Let’s start our proof by assuming there is indeed a $P(n)$ that generates only primes, given a counting number $n$. When $n = 1$, it generates a prime, which we can call $p_1$.
$$ p_1 = P(1) = a + b + c + d + \ldots + \alpha $$
Now let’s try $n = (1 + p_1)$.
$$ P(1+p_1) = a + b(1+p_1) + c(1+p_1)^2 + d(1+p_1)^3 + \ldots $$
That looks complicated, but all we need to notice is that if we expand out all the terms, we’ll have two kinds, those with $p_1$ as a factor, and those without. We can collect together all those terms with factor $p_1$ and call them $p_1 \cdot X$.

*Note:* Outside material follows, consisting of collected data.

//! REPL – the operator console.
//!
//! Supported slash-commands:
//!   /help             – show this list
//!   /pickup <target>  – search for and grab `<target>`
//!   /place [location] – put the held object down
//!   /stop             – abort and return home
//!   /status           – show the reflex loop state
//!   /quit | /exit     – gracefully exit
//!
//! Any other line is handed to the language model as a spoken request.
//! Slash commands are turned into command objects, which the intent unit
//! forwards without a model round-trip.

use colored::Colorize;
use std::io::{self, BufRead, Write};
use std::sync::Arc;
use std::sync::atomic::{AtomicBool, Ordering};

use armos_runtime::StatusBoard;
use armos_types::CommandMessage;
use tokio::sync::mpsc;

/// What one console line asks for.
#[derive(Debug, Clone, PartialEq)]
pub enum ReplAction {
    Empty,
    Help,
    Status,
    Quit,
    /// Forward to the intent unit.
    Utter(String),
    /// A slash command with missing arguments.
    Usage(&'static str),
    Unknown(String),
}

/// Classify one console line.
pub fn parse_line(line: &str) -> ReplAction {
    let line = line.trim();
    if line.is_empty() {
        return ReplAction::Empty;
    }
    if !line.starts_with('/') {
        return ReplAction::Utter(line.to_string());
    }

    let (cmd, rest) = match line.split_once(char::is_whitespace) {
        Some((cmd, rest)) => (cmd, rest.trim()),
        None => (line, ""),
    };
    let message = match cmd {
        "/help" => return ReplAction::Help,
        "/status" => return ReplAction::Status,
        "/quit" | "/exit" => return ReplAction::Quit,
        "/pickup" if rest.is_empty() => return ReplAction::Usage("/pickup <target>"),
        "/pickup" => CommandMessage::Pickup {
            target: Some(rest.to_string()),
        },
        "/place" => CommandMessage::Place {
            location: (!rest.is_empty()).then(|| rest.to_string()),
        },
        "/stop" => CommandMessage::Stop,
        other => return ReplAction::Unknown(other.to_string()),
    };
    match serde_json::to_string(&message) {
        Ok(json) => ReplAction::Utter(json),
        Err(e) => ReplAction::Unknown(e.to_string()),
    }
}

/// Entry point for the interactive REPL.
///
/// Returns when the operator quits, stdin closes, the intent unit goes away
/// or `shutdown` is raised.
pub fn run(utterances: mpsc::Sender<String>, status: StatusBoard, shutdown: Arc<AtomicBool>) {
    let stdin = io::stdin();
    let mut stdout = io::stdout();

    loop {
        if shutdown.load(Ordering::SeqCst) {
            break;
        }

        print!("{} ", "armos>".bold().cyan());
        stdout.flush().ok();

        let mut line = String::new();
        match stdin.lock().read_line(&mut line) {
            Ok(0) => break, // EOF
            Ok(_) => {}
            Err(e) => {
                eprintln!("{}: {}", "Read error".red(), e);
                break;
            }
        }

        match parse_line(&line) {
            ReplAction::Empty => {}
            ReplAction::Help => cmd_help(),
            ReplAction::Status => cmd_status(&status),
            ReplAction::Quit => {
                println!("{}", "Goodbye.".green());
                break;
            }
            ReplAction::Usage(usage) => {
                println!("{} {}", "Usage:".yellow(), usage.bold());
            }
            ReplAction::Unknown(other) => {
                println!(
                    "{} '{}'. Type {} for available commands.",
                    "Unknown command:".red(),
                    other.yellow(),
                    "/help".bold()
                );
            }
            ReplAction::Utter(text) => {
                if utterances.blocking_send(text).is_err() {
                    println!("{}", "Intent unit is gone; exiting.".red());
                    break;
                }
            }
        }
    }
    shutdown.store(true, Ordering::SeqCst);
}

// ─────────────────────────────────────────────────────────────────────────────
// Command handlers
// ─────────────────────────────────────────────────────────────────────────────

fn cmd_help() {
    println!();
    println!("{}", "ArmOS Commands".bold().underline());
    println!("  {}  – search for and grab an object", "/pickup <target>".bold().cyan());
    println!("  {} – put the held object down", "/place [location]".bold().cyan());
    println!("  {}             – abort and return home", "/stop".bold().cyan());
    println!("  {}           – reflex loop state", "/status".bold().cyan());
    println!("  {}      – exit", "/quit  /exit".bold().cyan());
    println!("  Anything else is sent to the language model, e.g. {}", "grab the red cup".italic());
    println!();
}

fn cmd_status(status: &StatusBoard) {
    let s = status.snapshot();
    let running = if s.running { "running".green() } else { "stopped".red() };
    println!("{}", "Reflex Unit".bold().underline());
    println!("  State     : {} ({})", s.task.label().yellow(), running);
    println!("  Rate      : {:.1} Hz", s.fps);
    println!("  Last loop : {:.2} ms", s.last_loop.as_secs_f64() * 1000.0);
    println!("  Ticks     : {}", s.ticks);
}

#[cfg(test)]
mod tests {
    use super::*;

    fn parsed(json: &str) -> CommandMessage {
        serde_json::from_str(json).unwrap()
    }

    #[test]
    fn plain_text_goes_to_the_model() {
        assert_eq!(
            parse_line("  grab the apple \n"),
            ReplAction::Utter("grab the apple".into())
        );
        assert_eq!(parse_line("   "), ReplAction::Empty);
    }

    #[test]
    fn pickup_becomes_a_command_object() {
        let ReplAction::Utter(json) = parse_line("/pickup red cup") else {
            panic!("expected utterance");
        };
        assert_eq!(
            parsed(&json),
            CommandMessage::Pickup {
                target: Some("red cup".into())
            }
        );
        assert_eq!(parse_line("/pickup"), ReplAction::Usage("/pickup <target>"));
        assert_eq!(parse_line("/pickup   "), ReplAction::Usage("/pickup <target>"));
    }

    #[test]
    fn place_location_is_optional() {
        let ReplAction::Utter(json) = parse_line("/place") else {
            panic!("expected utterance");
        };
        assert_eq!(parsed(&json), CommandMessage::Place { location: None });

        let ReplAction::Utter(json) = parse_line("/place  the table") else {
            panic!("expected utterance");
        };
        assert_eq!(
            parsed(&json),
            CommandMessage::Place {
                location: Some("the table".into())
            }
        );
    }

    #[test]
    fn control_commands() {
        let ReplAction::Utter(json) = parse_line("/stop") else {
            panic!("expected utterance");
        };
        assert_eq!(parsed(&json), CommandMessage::Stop);
        assert_eq!(parse_line("/help"), ReplAction::Help);
        assert_eq!(parse_line("/status"), ReplAction::Status);
        assert_eq!(parse_line("/exit"), ReplAction::Quit);
        assert_eq!(parse_line("/dance"), ReplAction::Unknown("/dance".into()));
    }
}
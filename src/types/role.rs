use std::fmt;

use serde::{Deserialize, Serialize};

/// Role of a user within a workspace. ADMIN outranks MOD, which outranks USER.
#[derive(Debug, Clone, Copy, PartialEq, Eq, Hash, Serialize, Deserialize)]
#[serde(rename_all = "UPPERCASE")]
pub enum Role {
    Admin,
    Mod,
    User,
}

impl Role {
    const fn rank(self) -> u8 {
        match self {
            Role::Admin => 3,
            Role::Mod => 2,
            Role::User => 1,
        }
    }

    /// Returns true if this role grants at least the privileges of `required`.
    #[must_use]
    pub const fn at_least(self, required: Role) -> bool {
        self.rank() >= required.rank()
    }

    #[must_use]
    pub const fn as_str(self) -> &'static str {
        match self {
            Role::Admin => "ADMIN",
            Role::Mod => "MOD",
            Role::User => "USER",
        }
    }

    /// Parses a role name, ignoring case.
    pub fn parse(s: &str) -> Option<Role> {
        match s.trim().to_ascii_uppercase().as_str() {
            "ADMIN" => Some(Role::Admin),
            "MOD" => Some(Role::Mod),
            "USER" => Some(Role::User),
            _ => None,
        }
    }
}

impl fmt::Display for Role {
    fn fmt(&self, f: &mut fmt::Formatter<'_>) -> fmt::Result {
        f.write_str(self.as_str())
    }
}

/// Identity providers supported for login.
#[derive(Debug, Clone, Copy, PartialEq, Eq, Hash, Serialize, Deserialize)]
#[serde(rename_all = "lowercase")]
pub enum OAuthProvider {
    Google,
    GitHub,
}

impl OAuthProvider {
    #[must_use]
    pub const fn as_str(self) -> &'static str {
        match self {
            OAuthProvider::Google => "google",
            OAuthProvider::GitHub => "github",
        }
    }

    pub fn parse(s: &str) -> Option<OAuthProvider> {
        match s.to_ascii_lowercase().as_str() {
            "google" => Some(OAuthProvider::Google),
            "github" => Some(OAuthProvider::GitHub),
            _ => None,
        }
    }
}

impl fmt::Display for OAuthProvider {
    fn fmt(&self, f: &mut fmt::Formatter<'_>) -> fmt::Result {
        f.write_str(self.as_str())
    }
}
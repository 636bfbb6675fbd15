use std::sync::Arc;

use axum::{
    Json,
    extract::{Path, Query, State},
    http::StatusCode,
    response::IntoResponse,
};
use chrono::Utc;
use serde_json::json;
use uuid::Uuid;

use crate::auth::RequireUser;
use crate::error::Error;
use crate::server::AppState;
use crate::server::dto::{CreateProjectRequest, ListProjectsParams, UpdateProjectRequest};
use crate::server::response::{ApiError, ApiResponse, StoreResultExt};
use crate::server::validation::{validate_description, validate_project_name};
use crate::store::Store;
use crate::types::{AuditEntry, Project, Role};

use super::access::{require_member, require_project};

fn audit(store: &dyn Store, action: &str, actor: &str, project: &Project) {
    let entry = AuditEntry::new(action)
        .by_user(actor)
        .in_workspace(&project.workspace_id)
        .resource("project", &project.id)
        .details(json!({ "name": project.name }));
    if let Err(e) = store.insert_audit_entry(&entry) {
        tracing::warn!("Failed to write audit entry for {action}: {e}");
    }
}

fn name_taken(name: &str) -> ApiError {
    ApiError::conflict(format!("Project '{name}' already exists"))
}

/// Lists projects in one workspace, or in every workspace the caller belongs to.
pub async fn list_projects(
    auth: RequireUser,
    State(state): State<Arc<AppState>>,
    Query(params): Query<ListProjectsParams>,
) -> impl IntoResponse {
    let store = state.store.as_ref();

    let projects = match params.workspace_id.as_deref() {
        Some(workspace_id) => {
            let access = require_member(store, &auth.user, workspace_id)?;
            store
                .list_projects(&access.workspace.id)
                .api_err("Failed to list projects")?
        }
        None => {
            let mut all = Vec::new();
            for (workspace, _) in store
                .list_user_workspaces(&auth.user.id)
                .api_err("Failed to list workspaces")?
            {
                all.extend(
                    store
                        .list_projects(&workspace.id)
                        .api_err("Failed to list projects")?,
                );
            }
            all
        }
    };

    Ok::<_, ApiError>(Json(ApiResponse::success(projects)))
}

pub async fn create_project(
    auth: RequireUser,
    State(state): State<Arc<AppState>>,
    Json(req): Json<CreateProjectRequest>,
) -> impl IntoResponse {
    let store = state.store.as_ref();

    validate_project_name(&req.name)?;
    validate_description(req.description.as_deref())?;

    let access = require_member(store, &auth.user, &req.workspace_id)?;
    access
        .require_role(Role::Admin)
        .map_err(|_| ApiError::forbidden("Only ADMIN can create projects"))?;
    access.require_writable()?;

    let now = Utc::now();
    let project = Project {
        id: Uuid::new_v4().to_string(),
        workspace_id: access.workspace.id,
        name: req.name,
        description: req.description,
        created_at: now,
        updated_at: now,
    };

    match store.create_project(&project) {
        Ok(()) => {}
        Err(Error::AlreadyExists) => return Err(name_taken(&project.name)),
        Err(e) => return Err(ApiError::from_store(e, "Failed to create project")),
    }

    audit(store, "project.created", &auth.user.id, &project);

    Ok((StatusCode::CREATED, Json(ApiResponse::success(project))))
}

pub async fn get_project(
    auth: RequireUser,
    State(state): State<Arc<AppState>>,
    Path(id): Path<String>,
) -> impl IntoResponse {
    let (project, _) = require_project(state.store.as_ref(), &auth.user, &id)?;

    Ok::<_, ApiError>(Json(ApiResponse::success(project)))
}

pub async fn update_project(
    auth: RequireUser,
    State(state): State<Arc<AppState>>,
    Path(id): Path<String>,
    Json(req): Json<UpdateProjectRequest>,
) -> impl IntoResponse {
    let store = state.store.as_ref();
    let (mut project, access) = require_project(store, &auth.user, &id)?;
    access
        .require_role(Role::Mod)
        .map_err(|_| ApiError::forbidden("USER role cannot modify project settings"))?;
    access.require_writable()?;

    if let Some(name) = req.name {
        validate_project_name(&name)?;
        project.name = name;
    }
    if let Some(description) = req.description {
        validate_description(Some(&description))?;
        project.description = Some(description);
    }
    project.updated_at = Utc::now();

    match store.update_project(&project) {
        Ok(()) => {}
        Err(Error::AlreadyExists) => return Err(name_taken(&project.name)),
        Err(e) => return Err(ApiError::from_store(e, "Failed to update project")),
    }

    Ok(Json(ApiResponse::success(project)))
}

/// Deletes the project's files, releases their bytes and removes the project.
pub async fn delete_project(
    auth: RequireUser,
    State(state): State<Arc<AppState>>,
    Path(id): Path<String>,
) -> impl IntoResponse {
    let store = state.store.as_ref();
    let (project, access) = require_project(store, &auth.user, &id)?;
    access
        .require_role(Role::Admin)
        .map_err(|_| ApiError::forbidden("Only ADMIN can delete projects"))?;
    access.require_writable()?;

    let freed = state
        .storage
        .delete_project(&project.workspace_id, &project.id)
        .await
        .map_err(|e| {
            tracing::error!(project_id = %project.id, "Failed to delete project files: {e}");
            ApiError::internal("Failed to delete project files")
        })?;

    store
        .delete_project(&project.id, freed)
        .api_err("Failed to delete project")?;

    audit(store, "project.deleted", &auth.user.id, &project);
    tracing::info!(project_id = %project.id, freed, "Deleted project");

    Ok::<_, ApiError>(StatusCode::NO_CONTENT)
}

$$ P(1+p_1) = (a + b + c + d + e + \ldots \alpha) + p_1 ·X $$
We then notice that $(a + b + c + d + e + \ldots \alpha)$ is actually $p_1$.
$$ \begin{align} P(1+p_1) &= p_1 + p_1 \cdot X \\ \\ &= p_1(1 + X) \end{align} $$
Since $X$ is a whole number, this is divisible by $p_1$. It shouldn’t be because $P(1 + p_1)$ is supposed to be a prime. This contradiction means the starting assumption that there is a polynomial $P(n)$ that generates only primes is wrong.
We’ve actually proved a stronger statement than we intended. We intended to prove that there is no polynomial $P(n)$ that generates the $n^{th}$ prime. We ended up proving that no simple polynomial $P(n)$ can generate only primes.
Polynomials With Rational Coefficients
Insisting on integer coefficients for polynomials might seem overly restrictive. Let's broaden our definition to allow
rational coefficients of the form $\frac{s}{t}$ where $s$ and $t$ are integers.
We again assume $P(n)$ does indeed generate only primes, and so $p_{1}=P(1)$ is prime. This time we'll consider $n = (1+k\cdot p_{1})$.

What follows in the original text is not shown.